> [Task requirements]: Give back every record below, character for character.

> [Task material]:
//! Cart manager.
//!
//! The cart is optimistic: adding or resizing an item never reserves stock.
//! Quantities are validated against the stock visible at the time of the
//! call, and the final word belongs to order placement.

use serde::Deserialize;
use thiserror::Error;
use tracing::instrument;

use amyfairy_core::{CartItemId, ProductId, UserId};

use crate::db::{RepositoryError, Store};
use crate::models::{CartItem, CartLine, CartView, NewCartItem};

/// Errors from cart operations.
#[derive(Debug, Error)]
pub enum CartError {
    /// Product does not exist or was removed from the catalog.
    #[error("product not found")]
    ProductNotFound,

    /// Product has no stock left.
    #[error("{0} is out of stock")]
    OutOfStock(String),

    /// Color/size selection does not match the product.
    #[error("invalid variant: {0}")]
    InvalidVariant(String),

    /// The same product variant is already in the cart.
    #[error("this item is already in your cart")]
    DuplicateItem,

    /// No such item in the caller's cart.
    #[error("cart item not found")]
    ItemNotFound,

    /// Quantity below one or above current stock.
    #[error("{0}")]
    InvalidQuantity(String),

    /// Repository/database error.
    #[error("database error: {0}")]
    Repository(#[from] RepositoryError),
}

/// Request to add a product variant to the cart.
#[derive(Debug, Clone, Deserialize)]
pub struct AddToCart {
    pub product_id: ProductId,
    #[serde(default)]
    pub color: Option<String>,
    #[serde(default)]
    pub size: Option<String>,
}

/// Blank selections mean "no selection".
fn normalize(choice: Option<&str>) -> Option<String> {
    choice
        .map(str::trim)
        .filter(|s| !s.is_empty())
        .map(ToOwned::to_owned)
}

/// Cart service.
pub struct CartService<'a> {
    store: &'a dyn Store,
}

impl<'a> CartService<'a> {
    #[must_use]
    pub const fn new(store: &'a dyn Store) -> Self {
        Self { store }
    }

    /// Add a product variant with quantity 1.
    ///
    /// # Errors
    ///
    /// Returns `ProductNotFound`, `OutOfStock`, `InvalidVariant` or
    /// `DuplicateItem`.
    #[instrument(skip(self, request), fields(product_id = %request.product_id))]
    pub async fn add_item(
        &self,
        user_id: UserId,
        request: &AddToCart,
    ) -> Result<CartItem, CartError> {
        let product = self
            .store
            .get_product(request.product_id)
            .await?
            .filter(|p| !p.deleted)
            .ok_or(CartError::ProductNotFound)?;

        if product.stock < 1 {
            return Err(CartError::OutOfStock(product.title));
        }

        let color = normalize(request.color.as_deref());
        let size = normalize(request.size.as_deref());
        product
            .check_variant(color.as_deref(), size.as_deref())
            .map_err(CartError::InvalidVariant)?;

        let item = NewCartItem {
            user_id,
            product_id: product.id,
            color,
            size,
        };

        self.store
            .insert_cart_item(&item)
            .await
            .map_err(|e| match e {
                RepositoryError::Conflict(_) => CartError::DuplicateItem,
                RepositoryError::NotFound => CartError::ProductNotFound,
                other => CartError::Repository(other),
            })
    }

    /// Set the quantity of a cart item.
    ///
    /// # Errors
    ///
    /// Returns `ItemNotFound` if the item is not in the caller's cart and
    /// `InvalidQuantity` if `quantity` is below 1 or above current stock.
    #[instrument(skip(self))]
    pub async fn update_quantity(
        &self,
        user_id: UserId,
        item_id: CartItemId,
        quantity: i32,
    ) -> Result<CartLine, CartError> {
        let line = self
            .store
            .cart_line(user_id, item_id)
            .await?
            .ok_or(CartError::ItemNotFound)?;

        if quantity < 1 {
            return Err(CartError::InvalidQuantity(
                "quantity must be at least 1".to_owned(),
            ));
        }
        if line.deleted {
            return Err(CartError::InvalidQuantity(format!(
                "{} is no longer available",
                line.title
            )));
        }
        if quantity > line.stock {
            return Err(CartError::InvalidQuantity(format!(
                "only {} left in stock",
                line.stock
            )));
        }

        self.store
            .set_cart_quantity(user_id, item_id, quantity)
            .await?
            .ok_or(CartError::ItemNotFound)?;

        self.store
            .cart_line(user_id, item_id)
            .await?
            .ok_or(CartError::ItemNotFound)
    }

    /// Remove a cart item. Removing a missing item succeeds.
    ///
    /// # Errors
    ///
    /// Returns `CartError::Repository` if the delete fails.
    #[instrument(skip(self))]
    pub async fn remove_item(&self, user_id: UserId, item_id: CartItemId) -> Result<(), CartError> {
        if !self.store.delete_cart_item(user_id, item_id).await? {
            tracing::debug!("cart item already gone");
        }
        Ok(())
    }

    /// The caller's cart joined with live product data.
    ///
    /// # Errors
    ///
    /// Returns `CartError::Repository` if the query fails.
    pub async fn list_items(&self, user_id: UserId) -> Result<CartView, CartError> {
        let lines = self.store.cart_lines(user_id).await?;
        Ok(CartView::from_lines(lines))
    }
}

> [Task response]:
//! Cart manager.
//!
//! The cart is optimistic: adding or resizing an item never reserves stock.
//! Quantities are validated against the stock visible at the time of the
//! call, and the final word belongs to order placement.

use serde::Deserialize;
use thiserror::Error;
use tracing::instrument;

use amyfairy_core::{CartItemId, ProductId, UserId};

use crate::db::{RepositoryError, Store};
use crate::models::{CartItem, CartLine, CartView, NewCartItem};

/// Errors from cart operations.
#[derive(Debug, Error)]
pub enum CartError {
    /// Product does not exist or was removed from the catalog.
    #[error("product not found")]
    ProductNotFound,

    /// Product has no stock left.
    #[error("{0} is out of stock")]
    OutOfStock(String),

    /// Color/size selection does not match the product.
    #[error("invalid variant: {0}")]
    InvalidVariant(String),

    /// The same product variant is already in the cart.
    #[error("this item is already in your cart")]
    DuplicateItem,

    /// No such item in the caller's cart.
    #[error("cart item not found")]
    ItemNotFound,

    /// Quantity below one or above current stock.
    #[error("{0}")]
    InvalidQuantity(String),

    /// Repository/database error.
    #[error("database error: {0}")]
    Repository(#[from] RepositoryError),
}

/// Request to add a product variant to the cart.
#[derive(Debug, Clone, Deserialize)]
pub struct AddToCart {
    pub product_id: ProductId,
    #[serde(default)]
    pub color: Option<String>,
    #[serde(default)]
    pub size: Option<String>,
}

/// Blank selections mean "no selection".
fn normalize(choice: Option<&str>) -> Option<String> {
    choice
        .map(str::trim)
        .filter(|s| !s.is_empty())
        .map(ToOwned::to_owned)
}

/// Cart service.
pub struct CartService<'a> {
    store: &'a dyn Store,
}

impl<'a> CartService<'a> {
    #[must_use]
    pub const fn new(store: &'a dyn Store) -> Self {
        Self { store }
    }

    /// Add a product variant with quantity 1.
    ///
    /// # Errors
    ///
    /// Returns `ProductNotFound`, `OutOfStock`, `InvalidVariant` or
    /// `DuplicateItem`.
    #[instrument(skip(self, request), fields(product_id = %request.product_id))]
    pub async fn add_item(
        &self,
        user_id: UserId,
        request: &AddToCart,
    ) -> Result<CartItem, CartError> {
        let product = self
            .store
            .get_product(request.product_id)
            .await?
            .filter(|p| !p.deleted)
            .ok_or(CartError::ProductNotFound)?;

        if product.stock < 1 {
            return Err(CartError::OutOfStock(product.title));
        }

        let color = normalize(request.color.as_deref());
        let size = normalize(request.size.as_deref());
        product
            .check_variant(color.as_deref(), size.as_deref())
            .map_err(CartError::InvalidVariant)?;

        let item = NewCartItem {
            user_id,
            product_id: product.id,
            color,
            size,
        };

        self.store
            .insert_cart_item(&item)
            .await
            .map_err(|e| match e {
                RepositoryError::Conflict(_) => CartError::DuplicateItem,
                RepositoryError::NotFound => CartError::ProductNotFound,
                other => CartError::Repository(other),
            })
    }

    /// Set the quantity of a cart item.
    ///
    /// # Errors
    ///
    /// Returns `ItemNotFound` if the item is not in the caller's cart and
    /// `InvalidQuantity` if `quantity` is below 1 or above current stock.
    #[instrument(skip(self))]
    pub async fn update_quantity(
        &self,
        user_id: UserId,
        item_id: CartItemId,
        quantity: i32,
    ) -> Result<CartLine, CartError> {
        let line = self
            .store
            .cart_line(user_id, item_id)
            .await?
            .ok_or(CartError::ItemNotFound)?;

        if quantity < 1 {
            return Err(CartError::InvalidQuantity(
                "quantity must be at least 1".to_owned(),
            ));
        }
        if line.deleted {
            return Err(CartError::InvalidQuantity(format!(
                "{} is no longer available",
                line.title
            )));
        }
        if quantity > line.stock {
            return Err(CartError::InvalidQuantity(format!(
                "only {} left in stock",
                line.stock
            )));
        }

        self.store
            .set_cart_quantity(user_id, item_id, quantity)
            .await?
            .ok_or(CartError::ItemNotFound)?;

        self.store
            .cart_line(user_id, item_id)
            .await?
            .ok_or(CartError::ItemNotFound)
    }

    /// Remove a cart item. Removing a missing item succeeds.
    ///
    /// # Errors
    ///
    /// Returns `CartError::Repository` if the delete fails.
    #[instrument(skip(self))]
    pub async fn remove_item(&self, user_id: UserId, item_id: CartItemId) -> Result<(), CartError> {
        if !self.store.delete_cart_item(user_id, item_id).await? {
            tracing::debug!("cart item already gone");
        }
        Ok(())
    }

    /// The caller's cart joined with live product data.
    ///
    /// # Errors
    ///
    /// Returns `CartError::Repository` if the query fails.
    pub async fn list_items(&self, user_id: UserId) -> Result<CartView, CartError> {
        let lines = self.store.cart_lines(user_id).await?;
        Ok(CartView::from_lines(lines))
    }
}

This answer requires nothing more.